Ferrero-Waldner also lauded what she said is the Uzbek government's acquiescence to launch a regular human rights dialogue with the EU "in the very near future" that she said, "will be very important because it is the first time ever such a human rights dialogue takes place."

...But Is It Enough?

However, sources in Brussels have told RFE/RL that some EU member states feel praise for Uzbekistan is premature. The expert talks on Andijon are said to have been limited to presentations of Tashkent's version of the events.

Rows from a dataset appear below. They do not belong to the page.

//! Shader feature selection for terrain
//!
//! Shader compilation and uniform binding are the renderer's job. This module
//! only derives which variant a terrain needs from its splat channels.

use crate::terrain::{SplatChannel, SplatChannelSet};

/// Feature switches for the terrain shader variant
#[derive(Clone, Copy, Debug, Default, PartialEq, Eq, Hash)]
pub struct TerrainShaderFeatures {
    /// Bit `i` set when diffuse channel `SplatChannel::ALL[i]` is assigned
    pub diffuse_mask: u8,
    /// Same layout for normal map channels
    pub normal_mask: u8,
    pub splat_map: bool,
    pub triplanar: bool,
}

impl TerrainShaderFeatures {
    pub fn from_channels(channels: &SplatChannelSet) -> Self {
        let mut features = Self {
            splat_map: channels.splat_map().is_some(),
            triplanar: channels.triplanar(),
            ..Self::default()
        };
        for channel in SplatChannel::ALL {
            let bit = 1u8 << channel.index();
            if channels.has_diffuse_channel(channel) {
                features.diffuse_mask |= bit;
            }
            if channels.has_normal_channel(channel) {
                features.normal_mask |= bit;
            }
        }
        features
    }

    pub fn has_diffuse(&self, channel: SplatChannel) -> bool {
        self.diffuse_mask & (1 << channel.index()) != 0
    }

    pub fn has_normal_maps(&self) -> bool {
        self.normal_mask != 0
    }

    /// Blending needs a splat map and more than the base channel
    pub fn needs_blending(&self) -> bool {
        self.splat_map && self.diffuse_mask & !1 != 0
    }
}
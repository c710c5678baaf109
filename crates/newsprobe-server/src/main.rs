//! NewsProbe server
//!
//! Serves fake news predictions from a pre-trained vectorizer and classifier
//! over HTTP, with a small demo page.

use anyhow::Result;
use clap::Parser;
use metrics_exporter_prometheus::PrometheusHandle;
use newsprobe_server::{run_server, AppState, Cli, ServiceConfig};
use tokio::signal;
use tracing::{info, warn};

#[tokio::main]
async fn main() -> Result<()> {
    let cli = Cli::parse();

    init_tracing(cli.verbose);

    info!("Starting NewsProbe");

    let config = ServiceConfig::load(&cli.config, &cli)?;
    let addr = config.listen_addr()?;
    let eager_load = config.eager_load;

    let metrics_handle = init_metrics()?;
    let state = AppState::new(config).with_metrics(metrics_handle);

    match std::env::current_dir() {
        Ok(cwd) => info!("Working directory: {}", cwd.display()),
        Err(e) => warn!("Working directory unavailable: {}", e),
    }
    info!("Model path: {}", state.paths.model.display());
    info!("Vectorizer path: {}", state.paths.vectorizer.display());

    if eager_load {
        // Detached; a failure leaves loading to the first request
        let _ = state.coordinator().spawn_eager_load();
    } else {
        info!("Eager load disabled, artifacts load on first prediction");
    }

    let shutdown = async {
        shutdown_signal().await;
        warn!("Shutdown signal received, stopping server...");
    };

    run_server(state, addr, shutdown).await
}

/// Listen for shutdown signals (SIGTERM, SIGINT)
async fn shutdown_signal() {
    let ctrl_c = async {
        if let Err(e) = signal::ctrl_c().await {
            warn!("Failed to install Ctrl+C handler: {}", e);
            std::future::pending::<()>().await;
        }
    };

    #[cfg(unix)]
    let terminate = async {
        match signal::unix::signal(signal::unix::SignalKind::terminate()) {
            Ok(mut sigterm) => {
                sigterm.recv().await;
            }
            Err(e) => {
                warn!("Failed to install SIGTERM handler: {}", e);
                std::future::pending::<()>().await;
            }
        }
    };

    #[cfg(not(unix))]
    let terminate = std::future::pending::<()>();

    tokio::select! {
        _ = ctrl_c => {},
        _ = terminate => {},
    }
}

/// Initialize tracing/logging
fn init_tracing(verbose: bool) {
    use tracing_subscriber::{layer::SubscriberExt, util::SubscriberInitExt, EnvFilter};

    let filter = if verbose {
        EnvFilter::new("newsprobe_server=debug,newsprobe_classifiers=debug,tower_http=debug")
    } else {
        EnvFilter::try_from_default_env().unwrap_or_else(|_| {
            EnvFilter::new("newsprobe_server=info,newsprobe_classifiers=info,tower_http=warn")
        })
    };

    tracing_subscriber::registry()
        .with(filter)
        .with(tracing_subscriber::fmt::layer())
        .init();
}

/// Initialize metrics exporter and return handle for rendering
fn init_metrics() -> Result<PrometheusHandle> {
    use metrics_exporter_prometheus::PrometheusBuilder;

    let handle = PrometheusBuilder::new()
        .install_recorder()
        .map_err(|e| anyhow::anyhow!("Failed to install metrics: {}", e))?;

    metrics::describe_counter!(
        "newsprobe_predictions_total",
        "Successful predictions by label"
    );
    metrics::describe_counter!(
        "newsprobe_prediction_errors_total",
        "Failed predictions by error kind"
    );
    metrics::describe_counter!(
        "newsprobe_artifact_loads_total",
        "Physical artifact loads by outcome"
    );
    metrics::describe_histogram!(
        "newsprobe_prediction_latency_us",
        metrics::Unit::Microseconds,
        "Prediction latency in microseconds, including any lazy load"
    );

    info!("Metrics exporter initialized");
    Ok(handle)
}
//! The sample artifact pair under `artifacts/` at the repository root

use newsprobe_classifiers::prelude::*;
use std::path::{Path, PathBuf};
use std::sync::Arc;

const HEADLINES: &[(&str, &str)] = &[
    ("Eiffel Tower washes up on Delaware Beach.", "FAKE"),
    ("University of Toronto moved to Montreal", "FAKE"),
    ("The Prime Minister announced new economic policies", "REAL"),
    ("Syria's President Meets Trump at White House for First Time", "REAL"),
];

fn sample_dir() -> PathBuf {
    Path::new(env!("CARGO_MANIFEST_DIR")).join("../../artifacts")
}

#[test]
fn test_sample_artifacts_load() {
    let artifacts = ArtifactStore::new(ArtifactPaths::in_dir(sample_dir()))
        .load()
        .unwrap();

    assert_eq!(artifacts.classifier().name(), "multinomial_nb");
    assert_eq!(
        artifacts.classifier().n_features(),
        artifacts.vectorizer().n_features()
    );
    assert_eq!(artifacts.classifier().classes().len(), 2);
}

#[test]
fn test_sample_artifacts_classify_reference_headlines() {
    let store = ArtifactStore::new(ArtifactPaths::in_dir(sample_dir()));
    let predictor = Predictor::new(Arc::new(LoadCoordinator::from_store(store)));

    for (headline, expected) in HEADLINES {
        assert_eq!(
            predictor.predict(headline).unwrap(),
            *expected,
            "headline {headline:?}"
        );
    }
    assert_eq!(predictor.coordinator().load_attempts(), 1);
}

The human rights dialogue will only convene once a year and involve low-level officials.

Benita Ferrero-Waldner (official site, file photo)

There have been suggestions the EU's German presidency could use both as a pretext for easing the sanctions against Uzbekistan imposed in the wake of Andijon. Selected officials linked to Andijon are under an EU visa ban and there is an arms embargo.

Uzbekistan is Central Asia's most populous country, and also has significant gas, oil, and uranium reserves. It's approval is crucial for the EU's Central Asian strategy.

Similarly, Kazakhstan, the largest country in the region and also rich in energy sources, has been placated by EU support for its bid to chair the Organization for Cooperation and Security in Europe (OSCE) in 2009.

Responding to a question posed by RFE/RL, Ferrero-Waldner appeared to confirm that the EU sees "engagement" with the region as vital -- for fear of losing it to other suitors.

"I think it is highly important to engage with Central Asia -- if you think of the other big players there, it is Russia and China," she said. "I think these countries have a strong interest in Europe and we have to engage with them and use this interest to also bring them closer to Europe."

Reaching Out To Region

The EU meeting today will adopt a declaration marking the first discussion of the Central Asian strategy, saying it should be adopted by EU leaders in June.

The declaration will also contain a number of observations about individual countries in the region.

Ferrero-Waldner today said the EU will encourage Kyrgyzstan's government to pursue a dialogue with the country's civil society.

"On Kyrgyzstan, we encourage the government and all political sides in Kyrgyzstan to follow the path of political dialogue," she said. "The European Union is of course ready to support the government in its efforts to strengthen a system of rule of law and also improve the social system."

The EU draft declaration also describes as "promising" steps taken by the new Turkmen government to initiate reforms in the education and social systems. Absence of progress in those two fields prompted the European Parliament last year to block an interim EU-Turkmen trade accord to replace the existing Soviet-era agreement.

Central Asia will also be on the agenda on an EU meeting with the Russian Foreign Minister Sergei Lavrov scheduled to take place in Luxembourg later today.